If you buy a nice TV and spend 2 seconds going thru the options you won't have a single issue OP is complaining about.

Edit:

Apparently OP banned me for saying their meme doesn't make sense...

The only thing that a "cheap" TV would do is slow down overtime, because it's cheap and has the absolute bare minimum processing speed.

You need that processing speed to properly up sample to 4k from streaming.

If you want a cheap one, buy a decent 1080p so it doesn't have to upsample.

Rtings.com is a good resource.

But it should be common sense that buying a cheap product will give you poorer results.

[–] ChaoticNeutralCzech@feddit.de 0 points 11 months ago

My grandparents have a cheap 2014 1080p LG LCD webOS TV that they never connected to the internet but it is and always was very slow, and the LED backlight became dull blue in places. Our dumb CCFL-backlit 2007 768p Sony Bravia has <100 ms response time in menus as opposed to 1~5 s, and is awesome with a Linux HTPC (which frankly should get an upgrade to an SSD but no big deal – I can still start streaming any major movie in <3 minutes).

[–] BeefPiano@lemmy.world 0 points 11 months ago (1 children)

As an aside, isn’t the whole point of the Fediverse that we should be able to move content around? It’s sad that the only way to upvote a Mastodon post on Lemmy is through a screenshot or a link. Why can’t it just be a post that we can upvote?

[–] gencha@feddit.de 0 points 11 months ago

No! Must post screenshots of text for maximum engagement!

[–] TheSealStartedIt@feddit.de 0 points 11 months ago

Guys, I think this is missing a "/s" . Not sure though...

[–] Raz@lemm.ee 0 points 11 months ago (1 children)

My solution: Buy a very large monitor.

Then connect some streaming box to it you can easily replace if/when it gets shitty, instead of having to replace the whole TV.

[–] BoneALisa@lemm.ee 0 points 11 months ago (1 children)
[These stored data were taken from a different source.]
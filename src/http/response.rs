//! HTTP response representation

use bytes::Bytes;
use hyper::header::{HeaderValue, CONTENT_TYPE, LOCATION};
use hyper::{HeaderMap, StatusCode};

/// An HTTP response: status, headers, and a buffered body.
#[derive(Debug)]
pub struct Response {
	pub status: StatusCode,
	pub headers: HeaderMap,
	pub body: Bytes,
}

impl Response {
	/// Create a response with the given status and an empty body.
	///
	/// # Examples
	///
	/// ```
	/// use formbox::http::Response;
	/// use hyper::StatusCode;
	///
	/// let response = Response::new(StatusCode::OK);
	/// assert_eq!(response.status, StatusCode::OK);
	/// assert!(response.body.is_empty());
	/// ```
	pub fn new(status: StatusCode) -> Self {
		Self {
			status,
			headers: HeaderMap::new(),
			body: Bytes::new(),
		}
	}

	/// HTTP 200 OK.
	pub fn ok() -> Self {
		Self::new(StatusCode::OK)
	}

	/// HTTP 500 Internal Server Error.
	pub fn internal_server_error() -> Self {
		Self::new(StatusCode::INTERNAL_SERVER_ERROR)
	}

	/// HTTP 302 Found pointing at `location`.
	///
	/// # Examples
	///
	/// ```
	/// use formbox::http::Response;
	/// use hyper::StatusCode;
	///
	/// let response = Response::temporary_redirect("/all");
	/// assert_eq!(response.status, StatusCode::FOUND);
	/// assert_eq!(response.headers.get("location").unwrap(), "/all");
	/// ```
	pub fn temporary_redirect(location: impl AsRef<str>) -> Self {
		Self::new(StatusCode::FOUND).with_location(location.as_ref())
	}

	/// An HTML page response (200 unless overridden via [`with_status`]).
	///
	/// The body is emitted as-is; rendering goes through Tera which
	/// auto-escapes interpolated values.
	///
	/// [`with_status`]: Response::with_status
	pub fn html(body: impl Into<Bytes>) -> Self {
		Self::ok()
			.with_body(body)
			.with_typed_header(CONTENT_TYPE, HeaderValue::from_static("text/html; charset=utf-8"))
	}

	/// A plain-text response with the given status.
	///
	/// # Examples
	///
	/// ```
	/// use formbox::http::Response;
	/// use hyper::StatusCode;
	///
	/// let response = Response::text(StatusCode::BAD_REQUEST, "All fields are required.");
	/// assert_eq!(response.status, StatusCode::BAD_REQUEST);
	/// assert_eq!(response.body, "All fields are required.".as_bytes());
	/// ```
	pub fn text(status: StatusCode, body: impl Into<Bytes>) -> Self {
		Self::new(status)
			.with_body(body)
			.with_typed_header(CONTENT_TYPE, HeaderValue::from_static("text/plain; charset=utf-8"))
	}

	/// Replace the response status.
	pub fn with_status(mut self, status: StatusCode) -> Self {
		self.status = status;
		self
	}

	/// Set the response body.
	pub fn with_body(mut self, body: impl Into<Bytes>) -> Self {
		self.body = body.into();
		self
	}

	/// Add a header, ignoring invalid names or values.
	pub fn with_header(mut self, name: &str, value: &str) -> Self {
		if let Ok(header_name) = hyper::header::HeaderName::from_bytes(name.as_bytes())
			&& let Ok(header_value) = HeaderValue::from_str(value)
		{
			self.headers.insert(header_name, header_value);
		}
		self
	}

	/// Add a header using typed name and value.
	pub fn with_typed_header(
		mut self,
		name: hyper::header::HeaderName,
		value: HeaderValue,
	) -> Self {
		self.headers.insert(name, value);
		self
	}

	/// Add a Location header.
	pub fn with_location(mut self, location: &str) -> Self {
		if let Ok(value) = HeaderValue::from_str(location) {
			self.headers.insert(LOCATION, value);
		}
		self
	}
}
I would love to if they sold 65" monitors lol

[–] ech@lemm.ee 0 points 11 months ago (1 children)
[–] AnAngryAlpaca@feddit.de 0 points 11 months ago

Be careful with commercial displays. Some are just designed to show static ads or pictures, which means they have a very slow response time or low resolution.

[–] Shatur@lemmy.ml 0 points 11 months ago

When I buy things like this, I try to buy hardware that supported by open source projects. Like routers that can run OpenWRT or Android phones that are supported by LineageOS.

It's amazing that sometimes free projects that are made for people are better than commercial one.

[–] GregorGizeh@lemmy.zip 0 points 11 months ago (1 children)

Some years ago around the advent of smart home devices I bought a huge fullhd Hisense tv for cheap. It has zero smart capabilities, and essentially acts as a big second screen for my computer, and I couldn’t be happier with it.

I am scared once it is time to replace it for something more modern I won’t be able to find one without all the smart crap I don’t use and don’t want.

[–] nottheengineer@feddit.de 0 points 11 months ago

I'm considering wiring my PC up to my TV just to avoid that as well. The only things I'd need would be a long HDMI cable, a DP to HDMI adapter and a bluetooth dongle for my PC to use bluetooth headphones.

KDE connect is miles better than google's crappy phone remote thing anyways, so it would make up for having to use the desktop UI instead of TV apps.

By the way: SmarttubeTV is youtube without ads and with a great UI. It's the only reason why I haven't connected the PC to my TV yet.